Return only the number of lines in the entries below that hold the word "repeat".

-- Opening Marker --

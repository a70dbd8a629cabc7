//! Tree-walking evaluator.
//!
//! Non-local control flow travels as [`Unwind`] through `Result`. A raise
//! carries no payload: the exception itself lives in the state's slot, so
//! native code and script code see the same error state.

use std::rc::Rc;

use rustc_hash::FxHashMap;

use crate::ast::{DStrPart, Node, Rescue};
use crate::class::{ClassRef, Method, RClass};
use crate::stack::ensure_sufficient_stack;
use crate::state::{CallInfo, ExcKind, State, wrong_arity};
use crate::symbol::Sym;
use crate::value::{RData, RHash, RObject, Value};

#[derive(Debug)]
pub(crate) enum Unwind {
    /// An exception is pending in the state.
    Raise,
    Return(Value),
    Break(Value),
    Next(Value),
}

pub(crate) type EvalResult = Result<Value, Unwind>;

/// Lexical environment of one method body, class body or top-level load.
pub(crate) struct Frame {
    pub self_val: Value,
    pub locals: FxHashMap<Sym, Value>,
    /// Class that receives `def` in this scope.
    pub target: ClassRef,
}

-- Closing Marker --
-- Opening Marker --

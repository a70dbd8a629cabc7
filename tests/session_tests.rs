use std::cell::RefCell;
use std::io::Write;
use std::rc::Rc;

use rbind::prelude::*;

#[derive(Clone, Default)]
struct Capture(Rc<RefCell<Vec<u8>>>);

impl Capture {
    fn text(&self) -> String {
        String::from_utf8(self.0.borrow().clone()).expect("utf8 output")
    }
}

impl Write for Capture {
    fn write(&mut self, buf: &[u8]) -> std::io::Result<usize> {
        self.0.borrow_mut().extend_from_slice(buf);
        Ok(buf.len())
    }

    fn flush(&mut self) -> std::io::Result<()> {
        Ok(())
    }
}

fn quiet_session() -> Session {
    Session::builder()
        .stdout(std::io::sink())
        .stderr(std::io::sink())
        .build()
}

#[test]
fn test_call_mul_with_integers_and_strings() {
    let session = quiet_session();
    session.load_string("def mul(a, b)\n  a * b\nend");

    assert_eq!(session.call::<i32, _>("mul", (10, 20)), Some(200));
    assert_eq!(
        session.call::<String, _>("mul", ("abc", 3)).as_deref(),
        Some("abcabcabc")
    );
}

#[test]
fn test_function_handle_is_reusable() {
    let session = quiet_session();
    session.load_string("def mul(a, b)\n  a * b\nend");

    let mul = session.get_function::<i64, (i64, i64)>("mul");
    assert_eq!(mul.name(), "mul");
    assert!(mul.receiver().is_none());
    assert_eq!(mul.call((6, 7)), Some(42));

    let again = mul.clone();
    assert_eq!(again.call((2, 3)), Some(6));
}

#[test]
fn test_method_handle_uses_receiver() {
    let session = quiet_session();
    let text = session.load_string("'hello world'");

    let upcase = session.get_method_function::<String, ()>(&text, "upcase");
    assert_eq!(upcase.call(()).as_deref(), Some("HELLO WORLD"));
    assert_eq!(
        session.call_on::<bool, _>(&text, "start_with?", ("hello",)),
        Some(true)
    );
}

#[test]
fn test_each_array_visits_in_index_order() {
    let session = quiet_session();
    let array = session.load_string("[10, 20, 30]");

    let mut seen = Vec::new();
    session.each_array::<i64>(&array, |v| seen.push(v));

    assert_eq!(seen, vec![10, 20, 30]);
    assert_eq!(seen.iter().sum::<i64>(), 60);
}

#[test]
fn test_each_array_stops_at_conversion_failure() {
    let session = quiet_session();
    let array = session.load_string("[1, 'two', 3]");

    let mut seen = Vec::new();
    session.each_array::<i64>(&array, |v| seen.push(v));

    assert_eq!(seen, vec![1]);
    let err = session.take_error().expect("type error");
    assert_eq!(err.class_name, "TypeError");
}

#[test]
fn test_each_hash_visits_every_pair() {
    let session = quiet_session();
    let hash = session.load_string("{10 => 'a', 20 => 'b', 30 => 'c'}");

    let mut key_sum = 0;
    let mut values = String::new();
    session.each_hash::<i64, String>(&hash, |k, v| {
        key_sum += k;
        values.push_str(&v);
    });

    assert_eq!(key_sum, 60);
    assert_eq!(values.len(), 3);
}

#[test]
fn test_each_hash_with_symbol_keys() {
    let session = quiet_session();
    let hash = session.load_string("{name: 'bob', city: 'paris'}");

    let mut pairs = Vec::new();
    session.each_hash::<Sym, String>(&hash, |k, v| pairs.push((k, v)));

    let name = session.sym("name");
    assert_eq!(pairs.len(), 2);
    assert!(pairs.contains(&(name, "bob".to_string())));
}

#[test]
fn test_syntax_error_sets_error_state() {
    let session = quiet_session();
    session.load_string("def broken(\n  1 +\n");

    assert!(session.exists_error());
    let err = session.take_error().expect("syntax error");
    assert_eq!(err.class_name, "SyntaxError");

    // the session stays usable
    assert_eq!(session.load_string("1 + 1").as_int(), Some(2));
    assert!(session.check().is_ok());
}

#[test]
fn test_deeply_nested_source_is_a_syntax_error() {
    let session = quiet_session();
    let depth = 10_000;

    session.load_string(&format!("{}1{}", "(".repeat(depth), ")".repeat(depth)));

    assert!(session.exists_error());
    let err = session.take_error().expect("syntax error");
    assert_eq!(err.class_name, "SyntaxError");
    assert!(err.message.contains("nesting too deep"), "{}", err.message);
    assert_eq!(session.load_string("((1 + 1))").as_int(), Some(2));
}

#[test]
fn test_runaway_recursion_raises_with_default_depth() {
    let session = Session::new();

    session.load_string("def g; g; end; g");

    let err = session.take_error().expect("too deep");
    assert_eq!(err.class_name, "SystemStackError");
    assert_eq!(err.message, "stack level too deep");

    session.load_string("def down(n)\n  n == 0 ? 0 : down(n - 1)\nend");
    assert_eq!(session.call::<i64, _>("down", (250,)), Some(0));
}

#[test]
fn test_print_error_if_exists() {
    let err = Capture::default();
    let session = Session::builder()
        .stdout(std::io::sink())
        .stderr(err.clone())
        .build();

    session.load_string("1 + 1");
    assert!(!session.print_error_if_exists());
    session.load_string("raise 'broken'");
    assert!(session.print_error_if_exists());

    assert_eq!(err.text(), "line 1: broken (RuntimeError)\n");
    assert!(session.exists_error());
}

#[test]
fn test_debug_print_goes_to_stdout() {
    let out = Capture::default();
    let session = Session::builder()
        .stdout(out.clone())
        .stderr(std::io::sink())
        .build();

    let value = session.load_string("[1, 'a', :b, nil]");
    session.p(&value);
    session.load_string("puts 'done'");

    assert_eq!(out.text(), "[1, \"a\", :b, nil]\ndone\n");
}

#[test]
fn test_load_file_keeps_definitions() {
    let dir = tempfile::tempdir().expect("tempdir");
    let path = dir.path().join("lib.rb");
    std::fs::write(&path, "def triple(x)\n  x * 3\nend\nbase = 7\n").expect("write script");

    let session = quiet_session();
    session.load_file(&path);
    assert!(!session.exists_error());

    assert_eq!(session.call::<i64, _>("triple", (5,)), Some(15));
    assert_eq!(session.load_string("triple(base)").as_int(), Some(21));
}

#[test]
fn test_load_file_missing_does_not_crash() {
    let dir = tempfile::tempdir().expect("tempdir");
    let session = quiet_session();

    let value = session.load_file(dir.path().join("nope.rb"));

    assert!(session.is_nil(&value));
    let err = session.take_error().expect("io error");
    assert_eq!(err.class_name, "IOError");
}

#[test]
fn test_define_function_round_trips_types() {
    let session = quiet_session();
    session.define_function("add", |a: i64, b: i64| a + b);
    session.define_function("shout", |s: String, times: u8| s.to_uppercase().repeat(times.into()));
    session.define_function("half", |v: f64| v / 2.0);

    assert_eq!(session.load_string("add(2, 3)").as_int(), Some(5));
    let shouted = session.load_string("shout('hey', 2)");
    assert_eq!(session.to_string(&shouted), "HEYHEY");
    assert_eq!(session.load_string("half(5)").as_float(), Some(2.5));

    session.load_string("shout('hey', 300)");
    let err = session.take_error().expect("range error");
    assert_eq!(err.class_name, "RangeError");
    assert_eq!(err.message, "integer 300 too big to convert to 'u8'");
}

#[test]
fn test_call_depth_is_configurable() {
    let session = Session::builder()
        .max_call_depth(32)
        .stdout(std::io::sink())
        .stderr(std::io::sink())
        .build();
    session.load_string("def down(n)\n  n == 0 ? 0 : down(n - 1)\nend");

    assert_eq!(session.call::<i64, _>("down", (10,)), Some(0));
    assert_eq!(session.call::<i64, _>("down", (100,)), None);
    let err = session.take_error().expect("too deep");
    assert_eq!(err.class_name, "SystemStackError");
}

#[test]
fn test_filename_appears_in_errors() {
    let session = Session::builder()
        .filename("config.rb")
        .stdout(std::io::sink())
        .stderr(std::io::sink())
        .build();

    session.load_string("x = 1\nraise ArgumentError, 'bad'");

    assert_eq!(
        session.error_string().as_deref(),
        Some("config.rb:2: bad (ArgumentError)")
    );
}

-- Closing Marker --

Task answer
2